◆ Exercise directions: Of the lines in the data below, write out exactly those from the one holding "#[derive(Debug, Error)]" through the one holding "usize, message: String", both included.

◆ Material provided:
== Segment start ==

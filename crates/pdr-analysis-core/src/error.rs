//! Error taxonomy for the analysis engine.
//!
//! Configuration errors ([`AnalysisError::InvalidConstraints`],
//! [`AnalysisError::InvalidConcurrency`]) are raised synchronously before any
//! batch is dispatched. Per-batch failures are absorbed by the scheduler and
//! only surface through [`AnalysisStats::failed_batches`]; the
//! [`AnalysisError::PerBatchInference`] variant exists so those failures can
//! be recorded and logged with a uniform shape. A run where every batch
//! failed ends in [`AnalysisError::TotalInferenceFailure`], which still
//! carries the run's statistics. A missed deadline is not an error at all:
//! it is reported through [`AnalysisStats::timed_out`] on a successful
//! outcome.

use thiserror::Error;

use crate::models::AnalysisStats;

/// Errors produced by batching, planning, and orchestration.
#[derive(Debug, Error)]
pub enum AnalysisError {
    #[error("invalid batch constraints: {0}")]
    InvalidConstraints(String),

    #[error("invalid concurrency limit: must be greater than zero")]
    InvalidConcurrency,

    #[error("inference failed for batch {batch_index}: {message}")]
    PerBatchInference { batch_index: usize, message: String },

    #[error("inference failed for all {} batches", .stats.total_batches)]
    TotalInferenceFailure {
        /// One entry per failed batch, in batch order.
        failures: Vec<AnalysisError>,
        stats: AnalysisStats,
    },
}

impl AnalysisError {
    pub fn invalid_constraints(msg: impl Into<String>) -> Self {
        Self::InvalidConstraints(msg.into())
    }

    /// `true` for errors caused by caller-supplied limits.
    pub fn is_configuration(&self) -> bool {
        matches!(
            self,
            AnalysisError::InvalidConstraints(_) | AnalysisError::InvalidConcurrency
        )
    }

    /// HTTP-style status class a caller should map this error to.
    pub fn status_hint(&self) -> u16 {
        match self {
            AnalysisError::InvalidConstraints(_) | AnalysisError::InvalidConcurrency => 400,
            AnalysisError::TotalInferenceFailure { .. } => 503,
            AnalysisError::PerBatchInference { .. } => 500,
        }
    }

    /// Statistics attached to the error, if the run got far enough to
    /// produce them.
    pub fn stats(&self) -> Option<&AnalysisStats> {
        match self {
            AnalysisError::TotalInferenceFailure { stats, .. } => Some(stats),
            _ => None,
        }
    }
}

== Segment end ==

◆ Response to the exercise:
#[derive(Debug, Error)]
pub enum AnalysisError {
    #[error("invalid batch constraints: {0}")]
    InvalidConstraints(String),

    #[error("invalid concurrency limit: must be greater than zero")]
    InvalidConcurrency,

    #[error("inference failed for batch {batch_index}: {message}")]
    PerBatchInference { batch_index: usize, message: String },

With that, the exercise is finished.